Stephen Patrick Morrissey, the famously bleak singer for the Smiths and the solo artist who later forged a political career as mayor of Moz Angeles, has died and gone to heaven. He was 1,000 years old. Well, technically he was 49, but his years in L.A. alone added up to several lifetime’s worth of the Mexicali blues. And while we’re checking facts, let’s make that heaven on earth. It’s a little death he has experienced—”There’s explosive kegs between my legs,” he moans uncharacteristically in the epic ballad of a horndog “Dear God Please Help Me”—but his eighth studio title renders it as only this megalobrainiac can: in the form of a concept album about life’s various ends, conclusions and goals alike. It’s the midlife crisis of a perpetual teenager. Who’s finally getting laid. Concept album, hell. Tap a keg: It’s Morrissey’s party album!

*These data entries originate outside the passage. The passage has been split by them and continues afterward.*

use once_cell::sync::Lazy;
use serde::{Deserialize, Serialize};
use std::env;
use std::str::FromStr;

#[derive(Debug, Clone, Serialize, Deserialize)]
pub struct AppConfig {
    pub environment: Environment,
    pub filter: FilterConfig,
    pub database: DatabaseConfig,
    pub api: ApiConfig,
    pub tree: TreeConfig,
}

#[derive(Debug, Clone, Serialize, Deserialize)]
pub enum Environment {
    Development,
    Staging,
    Production,
}

#[derive(Debug, Clone, Serialize, Deserialize)]
pub struct FilterConfig {
    /// Upper bound on clauses in one `filters=` parameter
    pub max_clauses: usize,
}

#[derive(Debug, Clone, Serialize, Deserialize)]
pub struct DatabaseConfig {
    pub max_connections: u32,
    pub connection_timeout: u64,
    pub enable_query_logging: bool,
}

#[derive(Debug, Clone, Serialize, Deserialize)]
pub struct ApiConfig {
    pub port: u16,
    pub enable_request_logging: bool,
    /// Attach `debugInfo` to error bodies even without `dbg=true`
    pub default_debug: bool,
}

#[derive(Debug, Clone, Copy, PartialEq, Eq, Serialize, Deserialize)]
pub enum TreeBackend {
    Memory,
    Postgres,
}

impl FromStr for TreeBackend {
    type Err = String;

    fn from_str(s: &str) -> Result<Self, Self::Err> {
        match s.to_ascii_lowercase().as_str() {
            "memory" | "mem" => Ok(TreeBackend::Memory),
            "postgres" | "pg" => Ok(TreeBackend::Postgres),
            other => Err(format!("unknown tree backend: {}", other)),
        }
    }
}

#[derive(Debug, Clone, Serialize, Deserialize)]
pub struct TreeConfig {
    pub backend: TreeBackend,
    /// Name given to the root element when the structure is seeded
    pub root_name: String,
    /// Run the full invariant check before committing every mutation
    pub verify_invariants: bool,
}

impl AppConfig {
    pub fn from_env() -> Self {
        let environment = match env::var("APP_ENV").as_deref() {
            Ok("production") | Ok("prod") => Environment::Production,
            Ok("staging") | Ok("stage") => Environment::Staging,
            _ => Environment::Development,
        };

        // Set defaults based on environment, then override with specific env vars
        match environment {
            Environment::Production => Self::production(),
            Environment::Staging => Self::staging(),
            Environment::Development => Self::development(),
        }
        .with_env_overrides()
    }

    fn with_env_overrides(mut self) -> Self {
        if let Ok(v) = env::var("FILTER_MAX_CLAUSES") {
            self.filter.max_clauses = v.parse().unwrap_or(self.filter.max_clauses);
        }

        // Database overrides
        if let Ok(v) = env::var("DATABASE_MAX_CONNECTIONS") {
            self.database.max_connections = v.parse().unwrap_or(self.database.max_connections);
        }
        if let Ok(v) = env::var("DATABASE_CONNECTION_TIMEOUT") {
            self.database.connection_timeout = v.parse().unwrap_or(self.database.connection_timeout);
        }
        if let Ok(v) = env::var("DATABASE_ENABLE_QUERY_LOGGING") {
            self.database.enable_query_logging = v.parse().unwrap_or(self.database.enable_query_logging);
        }

        // API overrides
        if let Ok(v) = env::var("PORT") {
            self.api.port = v.parse().unwrap_or(self.api.port);
        }
        if let Ok(v) = env::var("API_ENABLE_REQUEST_LOGGING") {
            self.api.enable_request_logging = v.parse().unwrap_or(self.api.enable_request_logging);
        }
        if let Ok(v) = env::var("API_DEFAULT_DEBUG") {
            self.api.default_debug = v.parse().unwrap_or(self.api.default_debug);
        }

        // Tree overrides
        if let Ok(v) = env::var("TREE_BACKEND") {
            self.tree.backend = v.parse().unwrap_or(self.tree.backend);
        }
        if let Ok(v) = env::var("TREE_ROOT_NAME") {
            if !v.trim().is_empty() {
                self.tree.root_name = v.trim().to_string();
            }
        }
        if let Ok(v) = env::var("TREE_VERIFY_INVARIANTS") {
            self.tree.verify_invariants = v.parse().unwrap_or(self.tree.verify_invariants);
        }

        self
    }

    fn development() -> Self {
        Self {
            environment: Environment::Development,
            filter: FilterConfig { max_clauses: 50 },
            database: DatabaseConfig {
                max_connections: 10,
                connection_timeout: 30,
                enable_query_logging: true,
            },
            api: ApiConfig {
                port: 3000,
                enable_request_logging: true,
                default_debug: false,
            },
            tree: TreeConfig {
                backend: TreeBackend::Memory,
                root_name: "Organization".to_string(),
                verify_invariants: true,
            },
        }
    }

    fn staging() -> Self {
        Self {
            environment: Environment::Staging,
            filter: FilterConfig { max_clauses: 20 },
            database: DatabaseConfig {
                max_connections: 20,
                connection_timeout: 10,
                enable_query_logging: true,
            },
            api: ApiConfig {
                port: 3000,
                enable_request_logging: true,
                default_debug: false,
            },
            tree: TreeConfig {
                backend: TreeBackend::Postgres,
                root_name: "Organization".to_string(),
                verify_invariants: true,
            },
        }
    }

    fn production() -> Self {
        Self {
            environment: Environment::Production,
            filter: FilterConfig { max_clauses: 10 },
            database: DatabaseConfig {
                max_connections: 50,
                connection_timeout: 5,
                enable_query_logging: false,
            },
            api: ApiConfig {
                port: 3000,
                enable_request_logging: false,
                default_debug: false,
            },
            tree: TreeConfig {
                backend: TreeBackend::Postgres,
                root_name: "Organization".to_string(),
                verify_invariants: false,
            },
        }
    }
}

// Global singleton config - initialized once at startup
pub static CONFIG: Lazy<AppConfig> = Lazy::new(AppConfig::from_env);

pub fn config() -> &'static AppConfig {
    &CONFIG
}

#[macro_export]
macro_rules! is_production {
    () => {
        matches!($crate::config::CONFIG.environment, $crate::config::Environment::Production)
    };
}
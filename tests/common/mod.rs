#![allow(dead_code)]

use std::time::{Duration, Instant};

use anyhow::{Context, Result};
use reqwest::StatusCode;
use serde_json::Value;

use org_structure_api::AppState;

pub const STRUCTURE: &str = "/API/v1.0.0/organizational-structure";

/// In-process server, by default over a fresh in-memory structure. Lives as
/// long as the test's runtime.
pub struct TestServer {
    pub port: u16,
    pub base_url: String,
    pub client: reqwest::Client,
}

impl TestServer {
    pub async fn start() -> Result<Self> {
        Self::start_with(AppState::memory("Company")).await
    }

    pub async fn start_with(state: AppState) -> Result<Self> {
        // Pick an unused port for isolation
        let port = portpicker::pick_unused_port().context("failed to pick free port")?;
        let base_url = format!("http://127.0.0.1:{}", port);

        let listener = tokio::net::TcpListener::bind(("127.0.0.1", port))
            .await
            .context("failed to bind test port")?;
        tokio::spawn(org_structure_api::serve(listener, state));

        let server = Self {
            port,
            base_url,
            client: reqwest::Client::new(),
        };
        server.wait_ready(Duration::from_secs(10)).await?;
        Ok(server)
    }

    async fn wait_ready(&self, timeout: Duration) -> Result<()> {
        let deadline = Instant::now() + timeout;
        loop {
            if Instant::now() > deadline {
                break;
            }
            if let Ok(resp) = self.client.get(self.url("/health")).send().await {
                if resp.status() == StatusCode::OK {
                    return Ok(());
                }
            }
            tokio::time::sleep(Duration::from_millis(50)).await;
        }
        anyhow::bail!("server did not become ready on {} within {:?}", self.base_url, timeout)
    }

    pub fn url(&self, path: &str) -> String {
        format!("{}{}", self.base_url, path)
    }

    /// `/organizational-structure[/id]?query`
    pub fn structure_url(&self, id: Option<i64>, query: &str) -> String {
        let path = match id {
            Some(id) => format!("{}/{}", STRUCTURE, id),
            None => STRUCTURE.to_string(),
        };
        if query.is_empty() {
            self.url(&path)
        } else {
            format!("{}?{}", self.url(&path), query)
        }
    }

    pub async fn get(&self, id: Option<i64>, query: &str) -> Result<(StatusCode, Value)> {
        let res = self.client.get(self.structure_url(id, query)).send().await?;
        Ok((res.status(), res.json().await?))
    }

    pub async fn post(&self, query: &str) -> Result<(StatusCode, Value)> {
        let res = self.client.post(self.structure_url(None, query)).send().await?;
        Ok((res.status(), res.json().await?))
    }

    pub async fn put(&self, id: i64, query: &str) -> Result<(StatusCode, Value)> {
        let res = self.client.put(self.structure_url(Some(id), query)).send().await?;
        Ok((res.status(), res.json().await?))
    }

    pub async fn delete(&self, id: i64, query: &str) -> Result<(StatusCode, Value)> {
        let res = self.client.delete(self.structure_url(Some(id), query)).send().await?;
        Ok((res.status(), res.json().await?))
    }

    /// Creates an element and returns its id
    pub async fn create(&self, query: &str) -> Result<i64> {
        let (status, body) = self.post(query).await?;
        anyhow::ensure!(status == StatusCode::CREATED, "create failed ({}): {}", status, body);
        body["node"]["id"].as_i64().context("created node has no id")
    }

    /// The drill-down tree's top element
    pub async fn tree(&self) -> Result<Value> {
        let (status, body) = self.get(None, "").await?;
        anyhow::ensure!(status == StatusCode::OK, "tree read failed ({}): {}", status, body);
        Ok(body["nodes"][0].clone())
    }
}

/// Ids of an element's children, in document order
pub fn child_ids(element: &Value) -> Vec<i64> {
    element["children"]
        .as_array()
        .map(|children| children.iter().filter_map(|c| c["id"].as_i64()).collect())
        .unwrap_or_default()
}
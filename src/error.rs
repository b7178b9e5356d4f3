// HTTP API Error Types
use axum::{http::StatusCode, response::IntoResponse, Json};
use serde_json::{json, Value};

use crate::filter::FilterError;
use crate::params::{DebugMode, ParamError};
use crate::services::ServiceError;
use crate::tree::TreeError;

pub const DEBUG_TYPE_WARNING: &str = "Debugging info is turned off, because incorrect type of value \
     of parameter 'dbg' (should be boolean)";

/// HTTP API error with the status and client-facing message of the envelope
#[derive(Debug)]
pub enum ApiError {
    // 400 Bad Request
    BadRequest(String),

    // 403 Forbidden
    Forbidden(String),

    // 404 Not Found
    NotFound(String),

    // 500 Internal Server Error
    InternalServerError(String),

    /// Any of the above together with its underlying cause, revealed only on `dbg=true`
    Traced { error: Box<ApiError>, cause: String },
}

impl ApiError {
    pub fn status_code(&self) -> u16 {
        match self {
            ApiError::BadRequest(_) => 400,
            ApiError::Forbidden(_) => 403,
            ApiError::NotFound(_) => 404,
            ApiError::InternalServerError(_) => 500,
            ApiError::Traced { error, .. } => error.status_code(),
        }
    }

    /// Client-safe message
    pub fn message(&self) -> &str {
        match self {
            ApiError::BadRequest(msg) => msg,
            ApiError::Forbidden(msg) => msg,
            ApiError::NotFound(msg) => msg,
            ApiError::InternalServerError(msg) => msg,
            ApiError::Traced { error, .. } => error.message(),
        }
    }

    /// What `debugInfo` shows when debugging is on
    pub fn debug_info(&self) -> String {
        match self {
            ApiError::Traced { cause, .. } => cause.clone(),
            other => other.message().to_string(),
        }
    }

    pub fn to_json(&self, debug: DebugMode) -> Value {
        let status = self.status_code();
        let mut body = json!({
            "message": self.message(),
            "responseType": response_type(status),
            "status": status,
        });
        match debug.resolved() {
            DebugMode::On => body["debugInfo"] = json!(self.debug_info()),
            DebugMode::Invalid => body["debugInfo"] = json!(DEBUG_TYPE_WARNING),
            DebugMode::Off | DebugMode::Default => {}
        }
        body
    }

    /// Pairs the error with the request's `dbg` outcome
    pub fn with_debug(self, debug: DebugMode) -> ErrorResponse {
        ErrorResponse { error: self, debug }
    }

    fn traced(self, cause: impl Into<String>) -> Self {
        ApiError::Traced {
            error: Box::new(self),
            cause: cause.into(),
        }
    }
}

impl ApiError {
    pub fn bad_request(message: impl Into<String>) -> Self {
        ApiError::BadRequest(message.into())
    }

    pub fn forbidden(message: impl Into<String>) -> Self {
        ApiError::Forbidden(message.into())
    }

    pub fn not_found(message: impl Into<String>) -> Self {
        ApiError::NotFound(message.into())
    }

    pub fn internal_server_error(message: impl Into<String>) -> Self {
        ApiError::InternalServerError(message.into())
    }
}

/// Legacy `responseType` for a status code
pub fn response_type(status: u16) -> &'static str {
    match status {
        200 | 201 => "Success",
        304 => "Warning",
        400 | 401 | 403 | 404 | 500 => "Error",
        _ => "Info",
    }
}

/// Default message for a status code when none is given
pub fn default_message(status: u16) -> &'static str {
    match status {
        200 => "OK!",
        201 => "Created!",
        304 => "Not modified!",
        400 => "Bad request!",
        403 => "Forbidden",
        404 => "Not found!",
        _ => "Internal server error!",
    }
}

impl From<ParamError> for ApiError {
    fn from(err: ParamError) -> Self {
        ApiError::bad_request(err.to_string()).traced(format!("{:?}", err))
    }
}

impl From<FilterError> for ApiError {
    fn from(err: FilterError) -> Self {
        ApiError::bad_request(err.to_string()).traced(format!("{:?}", err))
    }
}

impl From<TreeError> for ApiError {
    fn from(err: TreeError) -> Self {
        let cause = format!("{:?}", err);
        let error = match &err {
            TreeError::NodeNotFound(_) | TreeError::ParentNotFound(_) | TreeError::TargetNotFound(_) => {
                ApiError::not_found(err.to_string())
            }
            TreeError::RootProtected { .. } | TreeError::Forbidden { .. } => ApiError::forbidden(err.to_string()),
            TreeError::InvalidParent { .. }
            | TreeError::InvalidTarget { .. }
            | TreeError::NoOp { .. }
            | TreeError::LeafWithChildren { .. } => ApiError::bad_request(err.to_string()),
            TreeError::MissingRoot | TreeError::Invariant(_) => {
                tracing::error!("Structure is inconsistent: {}", err);
                ApiError::internal_server_error(default_message(500))
            }
            TreeError::Database(db_err) => {
                // Log the real error but return generic message
                tracing::error!("Database error: {}", db_err);
                ApiError::internal_server_error(default_message(500))
            }
        };
        error.traced(cause)
    }
}

impl From<ServiceError> for ApiError {
    fn from(err: ServiceError) -> Self {
        match err {
            ServiceError::Param(e) => e.into(),
            ServiceError::Filter(e) => e.into(),
            ServiceError::Tree(e) => e.into(),
            other => ApiError::bad_request(other.to_string()).traced(format!("{:?}", other)),
        }
    }
}

impl std::fmt::Display for ApiError {
    fn fmt(&self, f: &mut std::fmt::Formatter<'_>) -> std::fmt::Result {
        write!(f, "{}", self.message())
    }
}

impl std::error::Error for ApiError {}

/// An error ready to be rendered, with the request's debugging choice
#[derive(Debug)]
pub struct ErrorResponse {
    error: ApiError,
    debug: DebugMode,
}

impl From<ApiError> for ErrorResponse {
    fn from(error: ApiError) -> Self {
        ErrorResponse {
            error,
            debug: DebugMode::Default,
        }
    }
}

impl IntoResponse for ErrorResponse {
    fn into_response(self) -> axum::response::Response {
        let status = StatusCode::from_u16(self.error.status_code()).unwrap_or(StatusCode::INTERNAL_SERVER_ERROR);
        (status, Json(self.error.to_json(self.debug))).into_response()
    }
}

// Automatic HTTP response conversion for Axum
impl IntoResponse for ApiError {
    fn into_response(self) -> axum::response::Response {
        ErrorResponse::from(self).into_response()
    }
}
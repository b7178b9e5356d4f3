pub mod format;

/// Versioned prefix of every resource route
pub const API_PREFIX: &str = "/API/v1.0.0";

pub const STRUCTURE_PATH: &str = "/API/v1.0.0/organizational-structure";
fn invalid_target(target: &StructureNode, reason: &'static str) -> TreeError {
    TreeError::InvalidTarget {
        id: target.id,
        name: target.name.clone(),
        reason,
    }
}
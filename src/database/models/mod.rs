pub mod structure;

pub use structure::StructureRow;
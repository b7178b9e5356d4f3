use serde_json::json;

use crate::cli::utils::{output_error, output_success};
use crate::cli::OutputFormat;
use crate::database::DatabaseManager;
use crate::tree::{PgTreeStore, TreeStore};

pub async fn handle(output_format: OutputFormat) -> anyhow::Result<()> {
    let db = DatabaseManager::connect().await?;
    let store = PgTreeStore::new(db.pool().clone());
    let result = store.verify().await;
    db.close().await;

    match result {
        Ok(count) => output_success(
            &output_format,
            &format!("Structure is consistent ({} elements)", count),
            Some(json!({ "elements": count })),
        ),
        Err(e) => {
            output_error(&output_format, &e.to_string())?;
            Err(e.into())
        }
    }
}
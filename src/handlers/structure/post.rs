use axum::extract::{Query, State};
use serde_json::{json, Value};

use super::Debugged;
use crate::api::format::node_to_api_value;
use crate::middleware::{ApiResponse, ApiResult};
use crate::params::RawParams;
use crate::services::TreeService;
use crate::AppState;

/// POST /organizational-structure - create an element (`type`, `parent`, `name`, policy flags)
pub async fn post(State(state): State<AppState>, Query(params): Query<RawParams>) -> ApiResult<Value> {
    let debug = params.debug_mode();
    let selection = TreeService::selection(&params).debugged(debug)?;

    let created = state.service.create(&params).await.debugged(debug)?;
    let message = format!("Successfully created element «{}»", created.node.name);
    let node = node_to_api_value(&created.node, created.parent.as_ref(), &selection);

    Ok(ApiResponse::created(json!({ "node": node })).message(message))
}
use axum::extract::{Path, Query, State};
use serde_json::{json, Value};

use super::Debugged;
use crate::api::STRUCTURE_PATH;
use crate::middleware::{ApiResponse, ApiResult};
use crate::params::RawParams;
use crate::services::TreeService;
use crate::AppState;

/// DELETE /organizational-structure/:id - `recursive=true` removes the whole subtree,
/// otherwise the children move up to the element's parent
pub async fn delete(
    State(state): State<AppState>,
    Path(id): Path<String>,
    Query(params): Query<RawParams>,
) -> ApiResult<Value> {
    let debug = params.debug_mode();
    let id = TreeService::node_id(&id).debugged(debug)?;

    let outcome = state.service.delete(id, &params).await.debugged(debug)?;
    let message = format!("Successfully deleted element «{}»", outcome.name);

    Ok(ApiResponse::success(json!({
        "links": { "collection": STRUCTURE_PATH },
        "removed": outcome.removed,
        "reparented": outcome.reparented,
    }))
    .message(message))
}
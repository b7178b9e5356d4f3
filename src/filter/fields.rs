use serde_json::{Map, Value};

use super::columns::Entity;
use super::error::FilterError;

/// Output projection from `columns=` and `exclude=`.
///
/// Applied to one serialized element at a time; nested objects (`parent`) are
/// projected through dotted paths. `id` survives every projection.
#[derive(Debug, Clone, Default, PartialEq, Eq)]
pub struct FieldSelection {
    only: Option<Vec<String>>,
    exclude: Vec<String>,
}

impl FieldSelection {
    pub fn all() -> Self {
        Self::default()
    }

    /// Unknown paths are dropped. `columns` must keep at least one valid path.
    pub fn parse<E: Entity>(columns: Option<&str>, exclude: Option<&str>) -> Result<Self, FilterError> {
        let meta = E::meta();

        let only = match columns {
            None => None,
            Some(raw) => {
                let valid: Vec<String> = split_paths(raw)
                    .filter(|p| meta.resolves(p))
                    .map(String::from)
                    .collect();
                if valid.is_empty() {
                    return Err(FilterError::NoValidColumns(raw.to_string(), E::MODEL));
                }
                Some(valid)
            }
        };

        let exclude = exclude
            .map(|raw| {
                split_paths(raw)
                    .filter(|p| *p != "id" && meta.resolves(p))
                    .map(String::from)
                    .collect()
            })
            .unwrap_or_default();

        Ok(Self { only, exclude })
    }

    pub fn is_all(&self) -> bool {
        self.only.is_none() && self.exclude.is_empty()
    }

    /// Tree responses nest children unless `exclude=children`
    pub fn keeps_children(&self) -> bool {
        !self.exclude.iter().any(|p| p == "children")
    }

    pub fn apply(&self, element: &mut Map<String, Value>) {
        if let Some(only) = &self.only {
            let paths: Vec<Vec<&str>> = only.iter().map(|p| p.split('.').collect()).collect();
            keep_paths(element, &paths);
        }
        for path in &self.exclude {
            let segments: Vec<&str> = path.split('.').collect();
            drop_path(element, &segments);
        }
    }
}

fn split_paths(raw: &str) -> impl Iterator<Item = &str> {
    raw.split(',').map(str::trim).filter(|p| !p.is_empty())
}

fn keep_paths(map: &mut Map<String, Value>, paths: &[Vec<&str>]) {
    let keys: Vec<String> = map.keys().cloned().collect();
    for key in keys {
        if key == "id" {
            continue;
        }
        let wanted: Vec<Vec<&str>> = paths
            .iter()
            .filter(|p| p.first() == Some(&key.as_str()))
            .map(|p| p[1..].to_vec())
            .collect();
        if wanted.is_empty() {
            map.remove(&key);
            continue;
        }
        if wanted.iter().any(|rest| rest.is_empty()) {
            continue;
        }
        match map.get_mut(&key) {
            Some(Value::Object(inner)) => keep_paths(inner, &wanted),
            Some(Value::Array(items)) => {
                for item in items.iter_mut() {
                    if let Value::Object(inner) = item {
                        keep_paths(inner, &wanted);
                    }
                }
            }
            _ => {}
        }
    }
}

fn drop_path(map: &mut Map<String, Value>, path: &[&str]) {
    match path {
        [] => {}
        [last] => {
            if *last != "id" {
                map.remove(*last);
            }
        }
        [head, rest @ ..] => match map.get_mut(*head) {
            Some(Value::Object(inner)) => drop_path(inner, rest),
            Some(Value::Array(items)) => {
                for item in items.iter_mut() {
                    if let Value::Object(inner) = item {
                        drop_path(inner, rest);
                    }
                }
            }
            _ => {}
        },
    }
}
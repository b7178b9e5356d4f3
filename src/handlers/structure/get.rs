use axum::extract::{Path, Query, State};
use serde_json::{json, Value};

use super::Debugged;
use crate::api::format::{element_to_api_value, list_to_api_value, tree_to_api_value};
use crate::middleware::{ApiResponse, ApiResult};
use crate::params::RawParams;
use crate::services::{Listing, TreeService};
use crate::AppState;

/// GET /organizational-structure - drill-down tree, or a flat listing when
/// `filters` or `order_by` is given
pub async fn tree(State(state): State<AppState>, Query(params): Query<RawParams>) -> ApiResult<Value> {
    let debug = params.debug_mode();
    let selection = TreeService::selection(&params).debugged(debug)?;

    let nodes = match state.service.tree(&params).await.debugged(debug)? {
        Listing::Tree(tree) => json!([tree_to_api_value(&tree, &selection)]),
        Listing::Flat(rows) => list_to_api_value(&rows, &selection),
    };
    Ok(ApiResponse::success(json!({ "nodes": nodes })))
}

/// GET /organizational-structure/:id - one element with its subtree
pub async fn element(
    State(state): State<AppState>,
    Path(id): Path<String>,
    Query(params): Query<RawParams>,
) -> ApiResult<Value> {
    let debug = params.debug_mode();
    let id = TreeService::node_id(&id).debugged(debug)?;
    let selection = TreeService::selection(&params).debugged(debug)?;

    let element = state.service.element(id).await.debugged(debug)?;
    let node = element_to_api_value(&element.tree, element.parent.as_ref(), &selection);
    Ok(ApiResponse::success(json!({ "node": node })))
}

Ain’t no party like a Moz party. Ringleader of the Tormentors is a simmering, sultry affair. On the cover, he’s playing a violin. On the front of 2004’s bold return to form You Are the Quarry, he held a tommy gun. In song he opened fire on easy targets—the U.S., Oliver Cromwell, crashing bores—with a piercing mix of stateliness and verve more George Clooney than Fat Mike, producer Jerry Finn (Green Day, Blink-182) notwithstanding. Turning inward, he conserves that creative momentum; where Finn turbo-charged, new (to Morrissey) producer Tony Visconti (T. Rex, Moody Blues) finesses.
“The Youngest Was the Most Loved,” a breezy meditation on the unremarkable genesis of a killer, is a lame sequel to the sweeping street rhapsody “First of the Gang to Die.” But the pleasures here lie in how accurately Morrissey sketches the face of this peculiar death, and how extravagantly handsome it looks. “You Have Killed Me,” the elegant first single, reads first as a breakup lament, then as pillow talk between jagged breaths. From this simple double-take springs a profusion of existential binds, snug and comforting as you’d expect for such a repressed soul. “On the Streets I Ran” casts a noirish, sidelong look at the troubled history that bequeathed Moz “popular song”—and then, “unpopular song.” In the pulsating “I Will See You in Far-Off Places,” he relishes the unassailability of distanced memory, and celebrates the camera that captures those who didn’t get bombed by the U.S.A.
By imagining all these ends, Morrissey arrives at his now.